For long-term goals, Godfrey says you should introduce a 401(k)-style matching program. Say your daughter has her eye on a new bike. “You don’t want the kid to be 43 before she gets the bike,” says Godfrey. For every dollar she saves, add a dollar to her account. And make sure other family members are on board with the system. No bailouts from Grandma and Grandpa!
Teach the Value of a Dollar
Learning about money can be fun. Godfrey recommends using games and hands-on experiences to teach financial concepts. “Make the world your classroom,” she says. When your kids are little, let them go up and down the aisles of the grocery store with a list of items and a set amount of money to spend, to help them learn what things cost.

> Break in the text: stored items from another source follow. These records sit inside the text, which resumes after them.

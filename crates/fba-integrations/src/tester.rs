//! Connection testing
//!
//! The console's "test connection" button goes through [`ConnectionTester`].
//! The built-in [`SimulatedConnectionTester`] reports success after a fixed
//! delay; a real check can be plugged in without touching the store.

use crate::state::IntegrationState;
use async_trait::async_trait;
use std::time::Duration;

/// Default delay of the simulated check
pub const DEFAULT_TEST_DELAY: Duration = Duration::from_millis(1500);

/// Result of a connection test
#[derive(Debug, Clone, PartialEq, Eq)]
pub struct ConnectionTestResult {
    /// Integration id
    pub id: String,
    /// Whether the check passed
    pub success: bool,
    /// Message shown to the user
    pub message: String,
}

impl ConnectionTestResult {
    /// Passed check
    #[must_use]
    pub fn success(id: impl Into<String>, message: impl Into<String>) -> Self {
        Self {
            id: id.into(),
            success: true,
            message: message.into(),
        }
    }

    /// Failed check
    #[must_use]
    pub fn failure(id: impl Into<String>, message: impl Into<String>) -> Self {
        Self {
            id: id.into(),
            success: false,
            message: message.into(),
        }
    }
}

/// Checks whether an integration's settings reach the remote service
#[async_trait]
pub trait ConnectionTester: Send + Sync {
    /// Run the check
    async fn test(&self, state: &IntegrationState) -> ConnectionTestResult;
}

/// Always succeeds after a fixed delay
#[derive(Debug, Clone, Copy)]
pub struct SimulatedConnectionTester {
    delay: Duration,
}

impl SimulatedConnectionTester {
    /// Create tester with `delay`
    #[inline]
    #[must_use]
    pub fn new(delay: Duration) -> Self {
        Self { delay }
    }

    /// Configured delay
    #[inline]
    #[must_use]
    pub fn delay(&self) -> Duration {
        self.delay
    }
}

impl Default for SimulatedConnectionTester {
    fn default() -> Self {
        Self::new(DEFAULT_TEST_DELAY)
    }
}

#[async_trait]
impl ConnectionTester for SimulatedConnectionTester {
    async fn test(&self, state: &IntegrationState) -> ConnectionTestResult {
        tokio::time::sleep(self.delay).await;
        ConnectionTestResult::success(&state.id, "Connection test successful")
    }
}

When they get older, Godfrey recommends teaching relative value. For example, set up a high-end purchase in terms of what it will take to earn the amount of money needed. Say your son wants a pair of designer jeans: Ask him how many weeks it will take him to earn the $150 needed for the purchase, Godfrey says. If it’s 10 weeks, now pose the question: Is it worth 10 weeks of work to buy the jeans? In that way, “there’s no value judgment on the jeans. It’s just: Is it worth it?” says Godfrey.
Share Your Financial Goals, Too
You should also clue your kids into your long-term financial goals, says Godfrey, whether those are saving up for a new home, taking a luxurious vacation or retiring. Even when her kids were very young, she says, she would let them know that she was saving for their future college educations.
Start Debit and Credit Cards with Training Wheels
Kids should be taught the basics of good credit practices—don’t have too many cards, and always pay off your balance every month—as well as why a credit score is so important (and the effect bad credit can have on your life).
By the time they are in their early teens, kids can start spending, Godfrey says. Create, for example, a quarterly clothing budget with your teenager. Then load a debit card with the funds. Your child will have agency over the budgeting and spending—but also can’t dig too deep of a hole if they don’t use the card responsibly.
Godfrey recommends a similar strategy for college kids. Load up a debit card with monthly expenses—not the full semester’s expenses—then have your college-age kid pay their own monthly bills. Once they’ve shown they can handle the responsibility, you can help them open credit cards.
Learn Their Spending Style
“We are all born with a financial personality,” Godfrey says. “You’re a saver or spender.” In Godfrey’s experience, a family can—and most often does—have a mix of financial personalities. So you may be a religious saver and end up with a little shopaholic for a child. Help your kids balance out their instincts, so they save smartly and spend wisely: “Balancing saving and spending, and to be joyful when you do save and reach your goal.”
Julie Anne Russell is a Brooklyn-based freelance journalist. She writes on personal finance, small business, travel and more.